OK, lets get serious, could it be caused by other files which are not compilable? I have a class file ‘a’, and a unit test ‘atest’, and a broken file ‘anytest’, because the class is missing (gone by branch switching).
I would expect, that other unit tests should not effect a test, at least there are not applied. But as I changed from Java 8 to higher version, I remember to get this enerving behavior for a while. But I did not thought that I have it again and hope, I can get the old behavior I know.

I will try to fix it quickly and try the test again, that is the only difference between SF and my local project I see for now.

Hm, seems I misunderstood your post above.

Ok, a quick pseudo fix to satisfy the compiler did it, testing works now.

But is there a way to get test files ‘independent’ from each other? I have no idea why ‘atest’ needs to be compiled if I want to run ‘btest’, and sometimes such conflicts would be enerving.

Not really, unless you split it to multiple test source sets.
The tests as a whole have to compile, that is a prerequisite to run any test.
One class in the tests for example could need other classes in the test sourceset.
This is similar to your other question where you asked whether you can run tests if not all production classes compile which is the same “no”.

Hm…thats a sad de-improvement for me. Get an error during test execution would be better for me, as it works before, but it seems I have to deal with it.

Thanks for your gently help.
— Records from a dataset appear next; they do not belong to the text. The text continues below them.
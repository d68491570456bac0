//! mysh - interactive shell binary
//!
//! Parses the command line, sets up logging, loads configuration and
//! history, runs the read loop on stdin and saves history on the way out.

use std::env;
use std::path::PathBuf;
use std::process;

use anyhow::Context;
use tracing::{debug, error, info, warn};

use mysh::config::loader::ConfigLoader;
use mysh::{build_session, Config, Interpreter};

/// Command line options
#[derive(Debug, Default)]
struct AppArgs {
    /// Configuration file path
    config_path: Option<PathBuf>,
    /// History file override
    history_file: Option<PathBuf>,
    /// Enable debug logging
    debug: bool,
    /// Skip the welcome banner
    no_banner: bool,
}

impl AppArgs {
    /// Parse command line arguments
    fn parse() -> anyhow::Result<Self> {
        Self::parse_from(env::args().skip(1))
    }

    fn parse_from(args: impl IntoIterator<Item = String>) -> anyhow::Result<Self> {
        let mut app_args = AppArgs::default();
        let mut args = args.into_iter();

        while let Some(arg) = args.next() {
            match arg.as_str() {
                "--config" | "-c" => {
                    let path = args.next().context("Missing config file path")?;
                    app_args.config_path = Some(PathBuf::from(path));
                }
                "--history-file" => {
                    let path = args.next().context("Missing history file path")?;
                    app_args.history_file = Some(PathBuf::from(path));
                }
                "--debug" | "-d" => {
                    app_args.debug = true;
                }
                "--no-banner" => {
                    app_args.no_banner = true;
                }
                "--help" | "-h" => {
                    print_help();
                    process::exit(0);
                }
                "--version" | "-v" => {
                    println!("{} v{}", mysh::NAME, mysh::VERSION);
                    process::exit(0);
                }
                other if other.starts_with('-') => {
                    anyhow::bail!("Unknown option: {}", other);
                }
                other => {
                    warn!("Ignoring positional argument: {}", other);
                }
            }
        }

        Ok(app_args)
    }
}

/// Print help information
fn print_help() {
    println!("mysh - a small interactive shell with process supervision");
    println!();
    println!("USAGE:");
    println!("    mysh [OPTIONS]");
    println!();
    println!("OPTIONS:");
    println!("    -c, --config <PATH>        Path to configuration file");
    println!("        --history-file <PATH>  Where history is loaded from and saved to");
    println!("    -d, --debug                Enable debug logging");
    println!("        --no-banner            Do not print the welcome banner");
    println!("    -h, --help                 Print this help message");
    println!("    -v, --version              Print version information");
    println!();
    println!("CONFIGURATION:");
    println!("    mysh looks for configuration files in the following order:");
    println!("    1. Path specified with --config or MYSH_CONFIG");
    println!("    2. $XDG_CONFIG_HOME/mysh/config.{{toml,json}}");
    println!("    3. ~/.config/mysh/config.{{toml,json}}");
    println!("    4. ~/.mysh/config.{{toml,json}}");
    println!("    5. ./.mysh.{{toml,json}}");
    println!("    6. Built-in defaults");
    println!();
    println!("ENVIRONMENT:");
    println!("    MYSH_CONFIG    Path to configuration file");
    println!("    MYSH_DEBUG     Enable debug logging (1 or true)");
    println!("    RUST_LOG       Set logging level (error, warn, info, debug, trace)");
}

/// Load configuration from file or use defaults
fn load_configuration(args: &AppArgs) -> Config {
    let config_path = args
        .config_path
        .clone()
        .or_else(|| env::var("MYSH_CONFIG").ok().map(PathBuf::from));

    let loaded = match &config_path {
        Some(path) => ConfigLoader::load_from_path(path),
        None => ConfigLoader::load(),
    };

    let mut config = loaded.unwrap_or_else(|e| {
        warn!("{}; falling back to default configuration", e);
        Config::default()
    });

    if let Some(history_file) = &args.history_file {
        config.history.file = history_file.clone();
    }
    if args.no_banner {
        config.shell.show_banner = false;
    }
    config
}

/// Initialize logging to stderr so it never mixes with shell output
fn init_logging(args: &AppArgs, config: &Config) {
    let debug_env = env::var("MYSH_DEBUG").is_ok_and(|v| v == "1" || v.eq_ignore_ascii_case("true"));
    let level = if args.debug || debug_env {
        "debug".to_string()
    } else {
        config.logging.level.clone()
    };

    let env_filter = env::var("RUST_LOG").unwrap_or(level);
    tracing_subscriber::fmt()
        .with_env_filter(tracing_subscriber::EnvFilter::new(env_filter))
        .with_writer(std::io::stderr)
        .with_target(false)
        .compact()
        .init();
}

#[tokio::main(flavor = "current_thread")]
async fn main() {
    let args = AppArgs::parse().unwrap_or_else(|e| {
        eprintln!("{}", e);
        print_help();
        process::exit(1);
    });

    // Logging needs the configured level, so config loading logs nothing
    // until the subscriber is installed.
    let config = load_configuration(&args);
    init_logging(&args, &config);
    info!("Starting {} v{}", mysh::NAME, mysh::VERSION);
    debug!("Configuration: {:?}", config);

    let session = match build_session(&config, std::io::stdout()) {
        Ok(session) => session,
        Err(e) => {
            error!("Could not start the shell: {}", e);
            return;
        }
    };

    let mut interpreter = Interpreter::new(session, config.shell.clone());
    let stdin = tokio::io::BufReader::new(tokio::io::stdin());
    if let Err(e) = interpreter.run(stdin).await {
        error!("Shell stopped: {}", e);
    }

    interpreter.session().save_history();
    info!("Shell exited");
}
It’s really good that Gradle works now for me in a productive way. :slight_smile:

If you would use Spock for testing, it would actually a slight bit different,
because then the tests are written in Groovy which is duck-typed.
It still must be valid Groovy syntax in all files and valid Spock syntax.
But if you for example call a method in the production files that does not exist or something similar, it would indeed just fail at runtime.